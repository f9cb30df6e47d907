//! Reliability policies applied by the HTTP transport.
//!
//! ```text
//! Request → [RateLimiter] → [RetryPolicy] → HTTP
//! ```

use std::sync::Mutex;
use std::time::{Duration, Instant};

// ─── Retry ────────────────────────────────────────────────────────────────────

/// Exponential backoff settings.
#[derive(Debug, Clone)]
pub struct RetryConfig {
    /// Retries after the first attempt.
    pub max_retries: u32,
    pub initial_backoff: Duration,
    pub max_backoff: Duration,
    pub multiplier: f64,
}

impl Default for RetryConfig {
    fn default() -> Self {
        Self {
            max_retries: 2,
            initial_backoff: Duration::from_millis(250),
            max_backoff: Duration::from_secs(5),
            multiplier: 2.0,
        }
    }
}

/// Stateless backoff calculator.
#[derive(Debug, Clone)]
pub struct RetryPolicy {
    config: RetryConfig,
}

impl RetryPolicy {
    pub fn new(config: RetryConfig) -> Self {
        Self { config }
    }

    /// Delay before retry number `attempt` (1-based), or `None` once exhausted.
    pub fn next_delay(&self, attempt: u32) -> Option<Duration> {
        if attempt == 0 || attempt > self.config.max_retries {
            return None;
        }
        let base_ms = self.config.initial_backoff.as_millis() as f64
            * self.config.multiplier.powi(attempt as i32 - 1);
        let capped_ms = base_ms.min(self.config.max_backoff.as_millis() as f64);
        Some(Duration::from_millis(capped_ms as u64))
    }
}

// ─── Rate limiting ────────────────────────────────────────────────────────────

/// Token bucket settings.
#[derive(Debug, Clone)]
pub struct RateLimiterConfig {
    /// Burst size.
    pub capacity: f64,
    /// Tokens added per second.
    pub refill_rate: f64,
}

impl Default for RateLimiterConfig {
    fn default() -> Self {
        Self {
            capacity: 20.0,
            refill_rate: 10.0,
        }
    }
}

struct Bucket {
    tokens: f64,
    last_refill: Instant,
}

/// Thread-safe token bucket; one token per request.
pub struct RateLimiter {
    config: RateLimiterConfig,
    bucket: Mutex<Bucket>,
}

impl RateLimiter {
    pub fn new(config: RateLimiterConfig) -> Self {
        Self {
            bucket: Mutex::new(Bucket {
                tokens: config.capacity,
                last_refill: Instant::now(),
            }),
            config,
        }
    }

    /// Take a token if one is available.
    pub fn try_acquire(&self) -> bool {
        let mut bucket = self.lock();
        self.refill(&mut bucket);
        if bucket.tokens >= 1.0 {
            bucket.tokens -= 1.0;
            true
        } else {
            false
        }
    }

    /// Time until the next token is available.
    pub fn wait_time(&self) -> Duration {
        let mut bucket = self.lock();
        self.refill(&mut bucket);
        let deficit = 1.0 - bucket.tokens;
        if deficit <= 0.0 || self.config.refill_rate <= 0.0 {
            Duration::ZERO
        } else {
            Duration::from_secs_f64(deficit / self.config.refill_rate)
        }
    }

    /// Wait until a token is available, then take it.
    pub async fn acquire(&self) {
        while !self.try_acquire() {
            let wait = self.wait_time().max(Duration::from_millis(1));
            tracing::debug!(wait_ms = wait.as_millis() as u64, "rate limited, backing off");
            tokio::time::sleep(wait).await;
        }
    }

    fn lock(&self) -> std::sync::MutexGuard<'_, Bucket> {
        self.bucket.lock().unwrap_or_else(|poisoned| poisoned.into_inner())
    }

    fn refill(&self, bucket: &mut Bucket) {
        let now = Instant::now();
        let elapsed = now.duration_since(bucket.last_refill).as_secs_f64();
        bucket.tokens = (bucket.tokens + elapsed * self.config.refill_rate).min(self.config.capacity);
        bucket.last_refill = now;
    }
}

**********

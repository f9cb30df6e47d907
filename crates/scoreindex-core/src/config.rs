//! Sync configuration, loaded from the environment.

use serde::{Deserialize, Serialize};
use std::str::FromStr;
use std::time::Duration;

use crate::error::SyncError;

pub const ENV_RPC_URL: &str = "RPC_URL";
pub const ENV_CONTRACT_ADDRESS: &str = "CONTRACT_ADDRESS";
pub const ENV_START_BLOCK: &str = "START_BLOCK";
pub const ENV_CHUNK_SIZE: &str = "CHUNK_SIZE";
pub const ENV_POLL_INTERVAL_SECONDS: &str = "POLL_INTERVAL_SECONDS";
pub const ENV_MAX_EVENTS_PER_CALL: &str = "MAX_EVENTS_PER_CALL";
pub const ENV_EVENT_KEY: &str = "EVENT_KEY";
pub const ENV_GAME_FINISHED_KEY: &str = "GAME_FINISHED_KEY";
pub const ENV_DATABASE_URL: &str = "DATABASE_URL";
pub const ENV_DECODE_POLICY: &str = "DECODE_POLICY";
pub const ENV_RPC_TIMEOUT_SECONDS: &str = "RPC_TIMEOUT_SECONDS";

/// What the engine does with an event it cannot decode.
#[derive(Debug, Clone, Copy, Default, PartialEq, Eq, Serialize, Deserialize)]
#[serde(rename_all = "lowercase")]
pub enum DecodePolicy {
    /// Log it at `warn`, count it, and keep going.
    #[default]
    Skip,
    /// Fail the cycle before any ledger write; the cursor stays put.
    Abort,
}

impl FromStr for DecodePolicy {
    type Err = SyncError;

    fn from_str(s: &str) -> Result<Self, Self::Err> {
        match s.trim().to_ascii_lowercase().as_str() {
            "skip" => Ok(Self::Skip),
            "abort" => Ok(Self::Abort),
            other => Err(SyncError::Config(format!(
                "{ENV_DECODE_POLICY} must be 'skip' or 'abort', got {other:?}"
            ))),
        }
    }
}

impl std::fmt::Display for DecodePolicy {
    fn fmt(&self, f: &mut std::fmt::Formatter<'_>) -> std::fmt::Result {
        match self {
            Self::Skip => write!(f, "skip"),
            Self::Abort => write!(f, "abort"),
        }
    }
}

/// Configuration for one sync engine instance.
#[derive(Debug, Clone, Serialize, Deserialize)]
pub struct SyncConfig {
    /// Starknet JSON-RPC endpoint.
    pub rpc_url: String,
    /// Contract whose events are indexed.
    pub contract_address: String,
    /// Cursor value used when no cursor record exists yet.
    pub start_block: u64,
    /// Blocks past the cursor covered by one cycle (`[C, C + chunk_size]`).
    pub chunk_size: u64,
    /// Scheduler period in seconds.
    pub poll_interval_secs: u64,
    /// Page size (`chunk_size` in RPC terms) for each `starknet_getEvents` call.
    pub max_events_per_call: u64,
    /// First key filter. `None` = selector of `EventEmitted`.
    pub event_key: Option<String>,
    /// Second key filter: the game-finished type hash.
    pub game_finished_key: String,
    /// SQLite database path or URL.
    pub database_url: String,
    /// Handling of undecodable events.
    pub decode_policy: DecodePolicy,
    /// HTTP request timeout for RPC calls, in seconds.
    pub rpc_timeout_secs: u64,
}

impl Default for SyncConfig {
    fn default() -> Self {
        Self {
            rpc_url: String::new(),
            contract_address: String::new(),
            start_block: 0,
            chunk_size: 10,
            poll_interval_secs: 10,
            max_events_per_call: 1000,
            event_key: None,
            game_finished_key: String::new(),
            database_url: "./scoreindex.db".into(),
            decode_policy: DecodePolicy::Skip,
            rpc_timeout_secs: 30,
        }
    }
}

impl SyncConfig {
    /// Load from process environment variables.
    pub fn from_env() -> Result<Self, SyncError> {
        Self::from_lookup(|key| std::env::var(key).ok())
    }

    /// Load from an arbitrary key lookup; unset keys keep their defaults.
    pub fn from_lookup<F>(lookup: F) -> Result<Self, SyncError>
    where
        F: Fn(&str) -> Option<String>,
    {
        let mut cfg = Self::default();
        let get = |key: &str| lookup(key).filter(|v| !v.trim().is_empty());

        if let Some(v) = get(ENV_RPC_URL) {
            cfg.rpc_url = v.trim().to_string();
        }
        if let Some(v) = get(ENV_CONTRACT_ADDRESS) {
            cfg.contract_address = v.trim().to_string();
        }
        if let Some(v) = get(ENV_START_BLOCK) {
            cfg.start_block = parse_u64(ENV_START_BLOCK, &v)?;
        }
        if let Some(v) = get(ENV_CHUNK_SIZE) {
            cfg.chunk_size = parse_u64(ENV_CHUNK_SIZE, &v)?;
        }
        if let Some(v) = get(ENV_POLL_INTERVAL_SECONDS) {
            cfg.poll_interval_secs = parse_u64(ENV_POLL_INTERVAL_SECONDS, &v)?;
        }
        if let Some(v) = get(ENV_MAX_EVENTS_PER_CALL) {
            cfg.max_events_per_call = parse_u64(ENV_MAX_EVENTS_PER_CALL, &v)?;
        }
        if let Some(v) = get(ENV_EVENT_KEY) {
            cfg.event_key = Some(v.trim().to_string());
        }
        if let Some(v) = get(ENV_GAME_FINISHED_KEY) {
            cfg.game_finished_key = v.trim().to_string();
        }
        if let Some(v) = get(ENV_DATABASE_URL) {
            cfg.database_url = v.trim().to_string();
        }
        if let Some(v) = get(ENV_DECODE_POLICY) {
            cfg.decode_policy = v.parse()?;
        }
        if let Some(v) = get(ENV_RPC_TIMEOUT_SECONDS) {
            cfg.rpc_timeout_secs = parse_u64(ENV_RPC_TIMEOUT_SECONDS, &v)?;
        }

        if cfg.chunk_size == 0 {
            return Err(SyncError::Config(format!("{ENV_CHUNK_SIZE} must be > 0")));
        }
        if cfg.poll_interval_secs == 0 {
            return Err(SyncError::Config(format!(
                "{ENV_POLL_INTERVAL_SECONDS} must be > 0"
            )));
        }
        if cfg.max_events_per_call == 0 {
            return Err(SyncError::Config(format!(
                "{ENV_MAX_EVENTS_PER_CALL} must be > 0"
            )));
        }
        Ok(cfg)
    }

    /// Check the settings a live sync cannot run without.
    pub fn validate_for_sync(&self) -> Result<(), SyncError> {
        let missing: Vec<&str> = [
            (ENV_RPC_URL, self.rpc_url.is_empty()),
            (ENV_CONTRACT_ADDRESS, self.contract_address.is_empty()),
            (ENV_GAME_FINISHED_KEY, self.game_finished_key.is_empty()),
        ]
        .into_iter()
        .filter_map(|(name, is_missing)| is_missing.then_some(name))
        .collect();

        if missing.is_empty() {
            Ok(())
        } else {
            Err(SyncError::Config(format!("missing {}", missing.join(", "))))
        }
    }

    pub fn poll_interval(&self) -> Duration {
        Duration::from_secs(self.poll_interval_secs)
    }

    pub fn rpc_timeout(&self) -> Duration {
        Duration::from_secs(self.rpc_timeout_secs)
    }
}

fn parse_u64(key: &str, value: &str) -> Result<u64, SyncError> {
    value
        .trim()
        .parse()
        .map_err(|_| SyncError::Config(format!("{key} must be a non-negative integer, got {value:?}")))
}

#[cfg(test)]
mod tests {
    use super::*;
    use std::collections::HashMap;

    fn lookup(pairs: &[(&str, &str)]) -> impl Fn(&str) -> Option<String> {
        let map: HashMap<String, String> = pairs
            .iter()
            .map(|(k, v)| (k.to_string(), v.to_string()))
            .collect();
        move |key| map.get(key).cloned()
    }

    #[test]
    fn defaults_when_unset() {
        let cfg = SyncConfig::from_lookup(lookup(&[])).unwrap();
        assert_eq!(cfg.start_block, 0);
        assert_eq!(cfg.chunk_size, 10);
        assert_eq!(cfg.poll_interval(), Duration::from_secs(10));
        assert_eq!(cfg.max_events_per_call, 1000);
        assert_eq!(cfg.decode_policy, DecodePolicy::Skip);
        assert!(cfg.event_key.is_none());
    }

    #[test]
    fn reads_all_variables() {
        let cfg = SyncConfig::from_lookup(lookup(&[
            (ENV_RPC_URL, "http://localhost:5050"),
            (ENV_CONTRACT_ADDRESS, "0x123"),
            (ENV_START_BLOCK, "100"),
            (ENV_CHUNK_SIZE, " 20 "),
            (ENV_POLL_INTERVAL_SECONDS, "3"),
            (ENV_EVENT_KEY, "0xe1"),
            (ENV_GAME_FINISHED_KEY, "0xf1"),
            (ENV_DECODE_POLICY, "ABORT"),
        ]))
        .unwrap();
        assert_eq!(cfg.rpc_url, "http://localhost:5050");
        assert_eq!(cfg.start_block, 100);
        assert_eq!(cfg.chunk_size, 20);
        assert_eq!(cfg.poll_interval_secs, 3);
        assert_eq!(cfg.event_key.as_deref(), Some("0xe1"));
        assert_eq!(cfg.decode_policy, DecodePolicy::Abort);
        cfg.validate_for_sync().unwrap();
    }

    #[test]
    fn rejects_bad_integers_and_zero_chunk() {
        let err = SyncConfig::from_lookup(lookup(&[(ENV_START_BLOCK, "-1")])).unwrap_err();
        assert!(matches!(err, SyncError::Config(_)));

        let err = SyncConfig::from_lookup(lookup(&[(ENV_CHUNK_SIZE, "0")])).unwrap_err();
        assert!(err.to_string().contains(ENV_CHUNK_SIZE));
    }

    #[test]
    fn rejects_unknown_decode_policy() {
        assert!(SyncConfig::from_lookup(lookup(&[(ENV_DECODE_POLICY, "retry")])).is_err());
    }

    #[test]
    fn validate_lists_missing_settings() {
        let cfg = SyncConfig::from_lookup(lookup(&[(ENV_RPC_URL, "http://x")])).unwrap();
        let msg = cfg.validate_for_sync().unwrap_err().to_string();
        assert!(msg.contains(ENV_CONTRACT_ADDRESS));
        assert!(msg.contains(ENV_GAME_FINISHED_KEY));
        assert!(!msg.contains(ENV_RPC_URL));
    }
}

**********

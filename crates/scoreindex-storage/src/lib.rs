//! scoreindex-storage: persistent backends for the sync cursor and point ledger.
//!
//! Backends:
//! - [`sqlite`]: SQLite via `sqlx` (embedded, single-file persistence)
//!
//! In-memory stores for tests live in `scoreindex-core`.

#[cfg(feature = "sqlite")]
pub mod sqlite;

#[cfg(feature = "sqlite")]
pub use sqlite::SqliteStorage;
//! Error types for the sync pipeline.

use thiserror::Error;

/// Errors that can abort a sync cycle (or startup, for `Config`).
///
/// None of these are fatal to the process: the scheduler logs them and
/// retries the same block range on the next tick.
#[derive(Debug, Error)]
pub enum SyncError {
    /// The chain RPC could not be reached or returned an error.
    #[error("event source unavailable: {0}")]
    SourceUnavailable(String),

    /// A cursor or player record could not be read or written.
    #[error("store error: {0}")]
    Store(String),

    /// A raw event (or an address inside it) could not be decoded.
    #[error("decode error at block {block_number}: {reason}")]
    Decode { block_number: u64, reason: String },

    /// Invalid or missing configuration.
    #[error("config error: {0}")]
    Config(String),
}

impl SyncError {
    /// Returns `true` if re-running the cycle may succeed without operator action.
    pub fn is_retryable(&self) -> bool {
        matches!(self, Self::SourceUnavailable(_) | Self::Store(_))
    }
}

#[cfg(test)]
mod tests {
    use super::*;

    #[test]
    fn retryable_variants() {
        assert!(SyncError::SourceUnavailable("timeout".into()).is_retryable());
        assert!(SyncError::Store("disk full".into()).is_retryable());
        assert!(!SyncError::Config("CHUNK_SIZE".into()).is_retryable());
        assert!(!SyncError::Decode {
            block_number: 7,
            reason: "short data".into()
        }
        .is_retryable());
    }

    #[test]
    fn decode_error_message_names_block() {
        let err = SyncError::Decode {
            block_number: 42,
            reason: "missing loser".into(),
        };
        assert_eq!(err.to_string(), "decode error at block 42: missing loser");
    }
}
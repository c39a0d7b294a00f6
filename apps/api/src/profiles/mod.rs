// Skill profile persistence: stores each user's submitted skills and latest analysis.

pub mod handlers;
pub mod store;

**********

What to produce
Would you copy, unchanged, the stretch of the records above that begins at the line containing "pub const ENV_POLL_INTERVAL_SECONDS: &str" and ends at the line containing "pub enum DecodePolicy", and only that?

Result of this exercise
pub const ENV_POLL_INTERVAL_SECONDS: &str = "POLL_INTERVAL_SECONDS";
pub const ENV_MAX_EVENTS_PER_CALL: &str = "MAX_EVENTS_PER_CALL";
pub const ENV_EVENT_KEY: &str = "EVENT_KEY";
pub const ENV_GAME_FINISHED_KEY: &str = "GAME_FINISHED_KEY";
pub const ENV_DATABASE_URL: &str = "DATABASE_URL";
pub const ENV_DECODE_POLICY: &str = "DECODE_POLICY";
pub const ENV_RPC_TIMEOUT_SECONDS: &str = "RPC_TIMEOUT_SECONDS";

/// What the engine does with an event it cannot decode.
#[derive(Debug, Clone, Copy, Default, PartialEq, Eq, Serialize, Deserialize)]
#[serde(rename_all = "lowercase")]
pub enum DecodePolicy {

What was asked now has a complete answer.